Sierra Club volunteer Kristi Papenfuss promoted September’s Tour de Sprawl, an annual bike ride traveling through different areas of the metro.

During the ride, bikers brake for special speakers to talk about people-friendly development, including green initiatives like renewable energy and alternative transportation.

Papenfuss said the emphasis is to show the Twin Cities can be easily traveled by bike.

Two special bike travelers also stopped by the Bell Museum.

David Kroodsma and Bill Bradlee of Ride for Climate USA both took breaks from their cross-country ride. Ride for Climate USA is a bike trip across the country that promotes energy efficiency and renewable energy as solutions to global warming.

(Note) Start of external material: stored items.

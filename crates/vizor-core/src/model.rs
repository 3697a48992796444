//! The inference facade.
//!
//! [`Model::infer`] either delegates to a remote endpoint or runs the local
//! pipeline:
//!
//! ```text
//! cache check ─hit──────────────────────────────────────────────► return
//!      └─miss─► resolve source ─► backend ─► normalize ─► cache store ─► return
//! ```

use crate::backend::{ArtifactFetcher, BackendRegistry};
use crate::cache::{CacheKey, CacheStore, Purpose};
use crate::configuration::Configuration;
use crate::detection::Predictions;
use crate::network::HttpClient;
use crate::source::{Source, SourceResolver};
use crate::{Result, VizorError};
use serde_json::Value;
use std::sync::Arc;
use tracing::{debug, info, warn};

/// Long-lived service object owning the backend registry and the HTTP
/// client. Clones share both.
#[derive(Clone)]
pub struct Model {
    registry: Arc<BackendRegistry>,
    resolver: SourceResolver,
    http: HttpClient,
}

impl Model {
    /// Create a model with the default registry and resolver.
    pub fn new() -> Result<Self> {
        let http = HttpClient::new()?;
        let registry = BackendRegistry::new(ArtifactFetcher::new(http.clone()));
        Ok(Self::with_parts(
            Arc::new(registry),
            SourceResolver::new(http.clone()),
            http,
        ))
    }

    /// Assemble a model from explicit parts.
    pub fn with_parts(
        registry: Arc<BackendRegistry>,
        resolver: SourceResolver,
        http: HttpClient,
    ) -> Self {
        Self {
            registry,
            resolver,
            http,
        }
    }

    pub fn registry(&self) -> &Arc<BackendRegistry> {
        &self.registry
    }

    /// Run inference on a JSON source field (`null` is rejected).
    pub async fn infer_value(&self, source: &Value, config: &Configuration) -> Result<Predictions> {
        let source = Source::from_value(source)?;
        self.infer(&source, config).await
    }

    /// Run inference on `source`.
    pub async fn infer(&self, source: &Source, config: &Configuration) -> Result<Predictions> {
        match config.remote_endpoint() {
            Some(endpoint) => self.infer_remote(endpoint, source, config).await,
            None => self.infer_local(source, config).await,
        }
    }

    async fn infer_local(&self, source: &Source, config: &Configuration) -> Result<Predictions> {
        info!("Running inference on {} source...", source.kind());

        let cache = CacheStore::new(config);
        let key = CacheKey::new(&source.identity(), Purpose::Inference);

        let cached = cache
            .load(&key, |value| match serde_json::from_value::<Predictions>(value) {
                Ok(predictions) => Some(predictions),
                Err(e) => {
                    warn!("Ignoring malformed cached predictions: {}", e);
                    None
                }
            })
            .await;
        if let Some(predictions) = cached {
            info!("Inference found in cache");
            return Ok(predictions);
        }

        let backend = self.registry.register(config.backend(), config).await?;
        let image = self.resolver.resolve(source, config, &cache).await?;
        debug!("Resolved image with shape {:?}", image.shape());

        let raw = tokio::task::spawn_blocking(move || backend.infer(&image))
            .await
            .map_err(|e| VizorError::Inference {
                message: format!("inference task failed: {}", e),
            })?
            .map_err(|e| VizorError::Inference {
                message: format!("{:#}", e),
            })?;

        let predictions = Predictions::from_raw(&raw);
        info!("Found {} detections", predictions.len());

        let payload = serde_json::to_value(&predictions)?;
        cache.store(&key, move || payload).await;
        Ok(predictions)
    }

    async fn infer_remote(
        &self,
        endpoint: &str,
        source: &Source,
        config: &Configuration,
    ) -> Result<Predictions> {
        info!("Delegating inference to {}", endpoint);

        let mut payload = match serde_json::to_value(config)? {
            Value::Object(fields) => fields,
            _ => serde_json::Map::new(),
        };
        payload.insert("source".to_string(), source.to_wire());

        let response = self
            .http
            .post_json(endpoint, &payload, config.timeout())
            .await?;
        let status = response.status();
        let body = response.text().await.map_err(|e| VizorError::Network {
            message: format!("Failed to read response from {}: {}", endpoint, e),
        })?;

        match status.as_u16() {
            200 => serde_json::from_str(&body).map_err(|e| VizorError::RemoteInference {
                reason: format!("invalid response from {}: {}", endpoint, e),
            }),
            400 | 500 => Err(VizorError::RemoteInference {
                reason: remote_reason(&body),
            }),
            _ => Err(VizorError::RemoteInference { reason: body }),
        }
    }
}

/// The `reason` field of an error body, or the raw body when it has none.
fn remote_reason(body: &str) -> String {
    serde_json::from_str::<Value>(body)
        .ok()
        .and_then(|value| value.get("reason").and_then(Value::as_str).map(String::from))
        .unwrap_or_else(|| body.to_string())
}
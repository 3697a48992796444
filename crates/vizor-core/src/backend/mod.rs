//! Detection backends and their registry.
//!
//! A backend is an opaque capability: it takes an `(height, width, 3)` image
//! and returns raw detections. Backends are built by factories registered
//! under a kind name, and the [`BackendRegistry`] memoizes one instance per
//! key for the lifetime of the process.

mod artifact;
#[cfg(feature = "onnx")]
pub mod onnx;
mod registry;

pub use artifact::{artifact_name, compute_sha256, ArtifactFetcher};
pub use registry::BackendRegistry;

use crate::configuration::Configuration;
use ndarray::Array3;
use std::path::PathBuf;
use std::sync::Arc;

/// Raw backend output, in the backend's own conventions.
///
/// Boxes are `[ymin, xmin, ymax, xmax]`, normalized to `0..1`. Class
/// indices are one-based with `0` reserved for background.
#[derive(Debug, Clone, Default, PartialEq)]
pub struct RawDetections {
    pub detection_classes: Vec<i64>,
    pub detection_boxes: Vec<[f32; 4]>,
    pub detection_scores: Vec<f32>,
    pub num_detections: usize,
}

/// An object-detection model ready to run.
pub trait DetectionBackend: Send + Sync {
    fn infer(&self, image: &Array3<u8>) -> anyhow::Result<RawDetections>;
}

/// Everything a factory needs to build a backend.
#[derive(Debug, Clone)]
pub struct BackendSpec {
    /// Kind name the backend was requested under.
    pub kind: String,
    pub configuration: Configuration,
    /// Local model file: `<model_path>/<model>`, or the installed artifact
    /// when the model is a remote archive.
    pub model_file: PathBuf,
}

/// Constructor for a backend kind. Runs on a blocking thread.
pub type BackendFactory =
    Arc<dyn Fn(&BackendSpec) -> anyhow::Result<Arc<dyn DetectionBackend>> + Send + Sync>;
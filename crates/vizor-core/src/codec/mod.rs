//! JSON wire codec for multi-dimensional numeric arrays.
//!
//! An array travels as
//!
//! ```json
//! {"__ndarray__": "<base64 of the contiguous little-endian buffer>",
//!  "dtype": "uint8",
//!  "shape": [480, 640, 3]}
//! ```
//!
//! Buffers are the elements' in-memory bytes, which is little-endian on
//! every target Vizor builds for.
//!
//! [`decode`] is total: anything that is not a well-formed encoded array
//! comes back unchanged as [`Decoded::Value`].

mod py_literal;

use base64::engine::general_purpose::STANDARD as BASE64;
use base64::Engine;
use bytemuck::Pod;
use ndarray::{ArrayD, IxDyn};
use serde_json::{json, Value};

/// Key tagging an encoded array object.
pub const NDARRAY_TAG: &str = "__ndarray__";

/// Supported element types, named the way numpy names them.
#[derive(Debug, Clone, Copy, PartialEq, Eq, Hash)]
pub enum DType {
    U8,
    I8,
    U16,
    I16,
    U32,
    I32,
    U64,
    I64,
    F32,
    F64,
}

impl DType {
    pub fn name(&self) -> &'static str {
        match self {
            DType::U8 => "uint8",
            DType::I8 => "int8",
            DType::U16 => "uint16",
            DType::I16 => "int16",
            DType::U32 => "uint32",
            DType::I32 => "int32",
            DType::U64 => "uint64",
            DType::I64 => "int64",
            DType::F32 => "float32",
            DType::F64 => "float64",
        }
    }

    /// Element width in bytes.
    pub fn width(&self) -> usize {
        match self {
            DType::U8 | DType::I8 => 1,
            DType::U16 | DType::I16 => 2,
            DType::U32 | DType::I32 | DType::F32 => 4,
            DType::U64 | DType::I64 | DType::F64 => 8,
        }
    }

    /// Parse a dtype name or a little-endian/native array-protocol code
    /// (`"<f4"`, `"|u1"`, `"i8"`). Big-endian codes are not supported.
    pub fn parse(name: &str) -> Option<Self> {
        let code = name
            .strip_prefix('<')
            .or_else(|| name.strip_prefix('|'))
            .or_else(|| name.strip_prefix('='))
            .unwrap_or(name);

        Some(match code {
            "uint8" | "u1" | "B" => DType::U8,
            "int8" | "i1" | "b" => DType::I8,
            "uint16" | "u2" => DType::U16,
            "int16" | "i2" => DType::I16,
            "uint32" | "u4" => DType::U32,
            "int32" | "i4" => DType::I32,
            "uint64" | "u8" => DType::U64,
            "int64" | "i8" => DType::I64,
            "float32" | "f4" => DType::F32,
            "float64" | "f8" => DType::F64,
            _ => return None,
        })
    }
}

impl std::fmt::Display for DType {
    fn fmt(&self, f: &mut std::fmt::Formatter<'_>) -> std::fmt::Result {
        f.write_str(self.name())
    }
}

/// A dynamically-typed n-dimensional array.
#[derive(Debug, Clone, PartialEq)]
pub enum NdArray {
    U8(ArrayD<u8>),
    I8(ArrayD<i8>),
    U16(ArrayD<u16>),
    I16(ArrayD<i16>),
    U32(ArrayD<u32>),
    I32(ArrayD<i32>),
    U64(ArrayD<u64>),
    I64(ArrayD<i64>),
    F32(ArrayD<f32>),
    F64(ArrayD<f64>),
}

macro_rules! dispatch {
    ($array:expr, $a:ident => $body:expr) => {
        match $array {
            NdArray::U8($a) => $body,
            NdArray::I8($a) => $body,
            NdArray::U16($a) => $body,
            NdArray::I16($a) => $body,
            NdArray::U32($a) => $body,
            NdArray::I32($a) => $body,
            NdArray::U64($a) => $body,
            NdArray::I64($a) => $body,
            NdArray::F32($a) => $body,
            NdArray::F64($a) => $body,
        }
    };
}

macro_rules! from_array {
    ($ty:ty, $variant:ident) => {
        impl From<ArrayD<$ty>> for NdArray {
            fn from(array: ArrayD<$ty>) -> Self {
                NdArray::$variant(array)
            }
        }
    };
}

from_array!(u8, U8);
from_array!(i8, I8);
from_array!(u16, U16);
from_array!(i16, I16);
from_array!(u32, U32);
from_array!(i32, I32);
from_array!(u64, U64);
from_array!(i64, I64);
from_array!(f32, F32);
from_array!(f64, F64);

impl NdArray {
    pub fn dtype(&self) -> DType {
        match self {
            NdArray::U8(_) => DType::U8,
            NdArray::I8(_) => DType::I8,
            NdArray::U16(_) => DType::U16,
            NdArray::I16(_) => DType::I16,
            NdArray::U32(_) => DType::U32,
            NdArray::I32(_) => DType::I32,
            NdArray::U64(_) => DType::U64,
            NdArray::I64(_) => DType::I64,
            NdArray::F32(_) => DType::F32,
            NdArray::F64(_) => DType::F64,
        }
    }

    pub fn shape(&self) -> &[usize] {
        dispatch!(self, a => a.shape())
    }

    /// Contiguous row-major bytes of the elements.
    pub fn to_bytes(&self) -> Vec<u8> {
        dispatch!(self, a => contiguous_bytes(a))
    }

    /// Take the array out if it holds `u8` samples.
    pub fn into_u8(self) -> Option<ArrayD<u8>> {
        match self {
            NdArray::U8(a) => Some(a),
            _ => None,
        }
    }
}

fn contiguous_bytes<T: Pod>(array: &ArrayD<T>) -> Vec<u8> {
    // standard layout is always contiguous, so as_slice() is Some
    array
        .as_standard_layout()
        .as_slice()
        .map(|slice| bytemuck::cast_slice::<T, u8>(slice).to_vec())
        .unwrap_or_default()
}

fn array_from_bytes<T: Pod>(bytes: &[u8], shape: &[usize]) -> Option<ArrayD<T>> {
    let expected = shape
        .iter()
        .try_fold(std::mem::size_of::<T>(), |acc, &d| acc.checked_mul(d))?;
    if bytes.len() != expected {
        return None;
    }
    // copies into a fresh Vec<T>, so the base64 buffer need not be aligned
    let values: Vec<T> = bytemuck::pod_collect_to_vec(bytes);
    ArrayD::from_shape_vec(IxDyn(shape), values).ok()
}

/// Encode an array into its tagged JSON form.
pub fn encode(array: &NdArray) -> Value {
    json!({
        NDARRAY_TAG: BASE64.encode(array.to_bytes()),
        "dtype": array.dtype().name(),
        "shape": array.shape(),
    })
}

/// Outcome of [`decode`].
#[derive(Debug, Clone, PartialEq)]
pub enum Decoded {
    Array(NdArray),
    /// The input (or its parsed form) was not an encoded array.
    Value(Value),
}

/// Decode a JSON value that may hold an encoded array.
///
/// Strings are parsed first, as JSON and then as a Python-style literal
/// (`{'__ndarray__': '...', 'dtype': 'uint8', 'shape': (2, 3)}`). A string
/// that parses as neither is returned untouched; so is a tagged object whose
/// payload does not line up with its dtype and shape.
pub fn decode(value: &Value) -> Decoded {
    let parsed = match value {
        Value::String(text) => match parse_literal(text) {
            Some(parsed) => parsed,
            None => return Decoded::Value(value.clone()),
        },
        other => other.clone(),
    };

    match try_decode(&parsed) {
        Some(array) => Decoded::Array(array),
        None if is_tagged(&parsed) => Decoded::Value(value.clone()),
        None => Decoded::Value(parsed),
    }
}

/// Decode a tagged array object, or `None` if `value` is not one.
pub fn try_decode(value: &Value) -> Option<NdArray> {
    let object = value.as_object()?;
    let data = object.get(NDARRAY_TAG)?.as_str()?;
    let dtype = DType::parse(object.get("dtype")?.as_str()?)?;
    let shape = object
        .get("shape")?
        .as_array()?
        .iter()
        .map(|d| d.as_u64().map(|d| d as usize))
        .collect::<Option<Vec<usize>>>()?;

    let bytes = BASE64.decode(data).ok()?;

    Some(match dtype {
        DType::U8 => NdArray::U8(array_from_bytes(&bytes, &shape)?),
        DType::I8 => NdArray::I8(array_from_bytes(&bytes, &shape)?),
        DType::U16 => NdArray::U16(array_from_bytes(&bytes, &shape)?),
        DType::I16 => NdArray::I16(array_from_bytes(&bytes, &shape)?),
        DType::U32 => NdArray::U32(array_from_bytes(&bytes, &shape)?),
        DType::I32 => NdArray::I32(array_from_bytes(&bytes, &shape)?),
        DType::U64 => NdArray::U64(array_from_bytes(&bytes, &shape)?),
        DType::I64 => NdArray::I64(array_from_bytes(&bytes, &shape)?),
        DType::F32 => NdArray::F32(array_from_bytes(&bytes, &shape)?),
        DType::F64 => NdArray::F64(array_from_bytes(&bytes, &shape)?),
    })
}

/// Whether `value` is an object carrying the array tag.
pub fn is_tagged(value: &Value) -> bool {
    value
        .as_object()
        .map(|o| o.contains_key(NDARRAY_TAG))
        .unwrap_or(false)
}

fn parse_literal(text: &str) -> Option<Value> {
    if let Ok(value) = serde_json::from_str::<Value>(text) {
        return Some(value);
    }
    let converted = py_literal::to_json(text)?;
    serde_json::from_str(&converted).ok()
}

Kroodsma also presented slides from a similar trip he made through South America, during which he traveled nearly 16,000 miles.

“We’re all in global warming together,” Kroodsma said. “As Americans, we’re in a great position to fix this.”

Kroodsma, who grew up in Boston and attended Stanford University, said he was excited to see all the different cities on his journey – which is scheduled to take the duo from Boston to San Francisco.

“I’m really impressed with Minneapolis bikeways,” he said.

on the web

For more information on Ride for Climate USA and to support the riders, go to: www.rideforclimate.com/usa

To learn more about the Tour de Sprawl, contact Joshua Houdek of the Sierra Club at:
(612) 659-9124 ext.307
[email protected]

The evening concluded with a bike fashion show, live music and a screening of the ’80s cult hit, “Rad,” a movie about biking.

Shanai Matteson, event coordinator at the Bell Museum, said more people showed up in the evening as the weather cooled.

The bike-themed movie culminated the cyclist celebration. Matteson said the crowd seemed to enjoy the outdoor show.

“The movie was great to watch together,” she said. “Everyone cheered.”